Elle prit un maquereau et de colère elle le jeta violemment sur le marbre où les poissons s'étalaient, dans l'humidité gluante, avec leurs couleurs de nacre rose ou de bronze florentin.
--Je voudrais les aplatir comme ça, conclut-elle en écrasant une écrevisse entre ses doigts.
Elle ne disait pas la colère qu'elle gardait dans l'âme, non contre sa nièce, il lui était impossible de la haïr, mais contre ceux qui la lui avaient prise.
Elle contait sans se faire prier l'histoire de sa sœur, mais elle se taisait sur Angèle et ses chutes, la couvrant de son indulgence toute maternelle.
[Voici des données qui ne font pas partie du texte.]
use rust_decimal::Decimal;
use serde::{Deserialize, Serialize};

use crate::corporation_tax;
use crate::reliefs::{aia_claim, rd_additional_deduction};
use crate::schedule::TaxYearSchedule;
use crate::types::{round_money, Money};

use super::extraction::{extraction_components, optimal_extraction};
use super::facts::CompanyOwnerFacts;
use super::position::{AllocationCandidate, Priority, Recommendation, TaxPosition};
use super::{ArchetypeAnalysis, ArchetypeResult, OptimizerSettings};

#[derive(Debug, Clone, PartialEq, Serialize, Deserialize)]
pub struct CompanyOwnerAnalysis {
    pub optimal_salary: Money,
    pub rd_additional_deduction: Money,
    pub aia_claimed: Money,
    pub adjusted_profit: Money,
    pub dividend_pool: Money,
    pub employer_ni_current: Money,
    pub employer_ni_optimal: Money,
}

pub(crate) fn optimize_company_owner(
    facts: &CompanyOwnerFacts,
    schedule: &TaxYearSchedule,
    settings: &OptimizerSettings,
    warnings: &mut Vec<String>,
) -> ArchetypeResult {
    let (current_components, employer_ni_current) =
        extraction_components(facts.salary, facts.dividends, facts.company_profit, schedule);
    let current = TaxPosition::new(
        AllocationCandidate {
            salary: facts.salary,
            dividends: facts.dividends,
            company_profit: facts.company_profit,
            ..AllocationCandidate::named("current")
        },
        current_components,
        facts.salary + facts.dividends,
    );

    let rd_deduction = rd_additional_deduction(facts.rd_expenditure, schedule);
    let aia = aia_claim(facts.capital_investment, schedule);
    let opt = optimal_extraction(facts.company_profit, rd_deduction + aia, schedule, warnings);
    let optimal = TaxPosition::new(
        AllocationCandidate {
            salary: opt.salary,
            dividends: opt.dividend_pool,
            company_profit: opt.adjusted_profit,
            rd_additional_deduction: rd_deduction,
            capital_allowances: aia,
            ..AllocationCandidate::named("reliefs_and_salary_at_personal_allowance")
        },
        opt.components,
        opt.salary + opt.dividend_pool,
    );
    tracing::debug!(
        rd_deduction = %rd_deduction,
        aia = %aia,
        adjusted_profit = %opt.adjusted_profit,
        "company owner candidate built"
    );

    let rate = corporation_tax::marginal_rate(facts.company_profit, schedule);
    let mut recommendations = Vec::new();
    if facts.rd_expenditure > Decimal::ZERO {
        recommendations.push(Recommendation::saving(
            Priority::High,
            "Claim R&D enhanced deduction",
            format!(
                "R&D spend of {} qualifies for an extra {} deduction under the SME scheme.",
                facts.rd_expenditure,
                round_money(rd_deduction)
            ),
            rd_deduction * rate,
        ));
    }
    if facts.capital_investment > Decimal::ZERO {
        recommendations.push(Recommendation::saving(
            Priority::High,
            "Claim the Annual Investment Allowance",
            format!(
                "{} of qualifying capital spend can be deducted in full this year.",
                round_money(aia)
            ),
            aia * rate,
        ));
    }
    if facts.salary > opt.salary {
        let employee_ni_saved = current.components.national_insurance - optimal.components.national_insurance;
        recommendations.push(Recommendation::saving(
            Priority::High,
            "Optimise salary/dividend ratio",
            format!(
                "Reduce salary to {} and extract the remaining profit as dividends to cut NI.",
                opt.salary
            ),
            employee_ni_saved + employer_ni_current - opt.employer_ni,
        ));
    }
    if facts.company_profit > schedule.corporation_tax().lower_limit {
        recommendations.push(Recommendation::saving(
            Priority::Medium,
            "Employer pension contributions",
            format!(
                "Contributions of {} would be deductible for corporation tax at {rate}.",
                settings.pension_target
            ),
            settings.pension_target * rate,
        ));
    }
    recommendations.push(Recommendation::qualitative(
        Priority::Low,
        "Timing of dividend payments",
        "Plan dividends across tax years to use each year's dividend allowance.",
        "allowance_usage",
    ));

    ArchetypeResult {
        current,
        optimal,
        analysis: ArchetypeAnalysis::CompanyOwner(CompanyOwnerAnalysis {
            optimal_salary: opt.salary,
            rd_additional_deduction: round_money(rd_deduction),
            aia_claimed: round_money(aia),
            adjusted_profit: round_money(opt.adjusted_profit),
            dividend_pool: round_money(opt.dividend_pool),
            employer_ni_current: round_money(employer_ni_current),
            employer_ni_optimal: round_money(opt.employer_ni),
        }),
        recommendations,
    }
}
--Voyez-vous, mame Florence, disait-elle, son père, on ne l'a jamais connu. Ma Claire, une brave fille, n'a pas voulu nous le nommer. Elle nous a dit qu'il était mort. Je n'en ai rien cru. J'ai toujours soupçonné un vaurien de ma connaissance, qui tournait autour de notre étal, un de ces jolis cœurs qui n'ont pas le sou, ne travaillent pas et ne se privent de rien tout de même. Miséricorde! ma pauvre Florence, on aurait pu le mettre à l'étalage! Claire était faible et bonne comme du pain. Ce n'est pas sa faute. Et fraîche comme un printemps! Un bouquet! Sa petite me la rappelle quelquefois. Elle est morte en nous la laissant. Par malheur, l'enfant a du sang de son père dans les veines et c'est un mauvais lot.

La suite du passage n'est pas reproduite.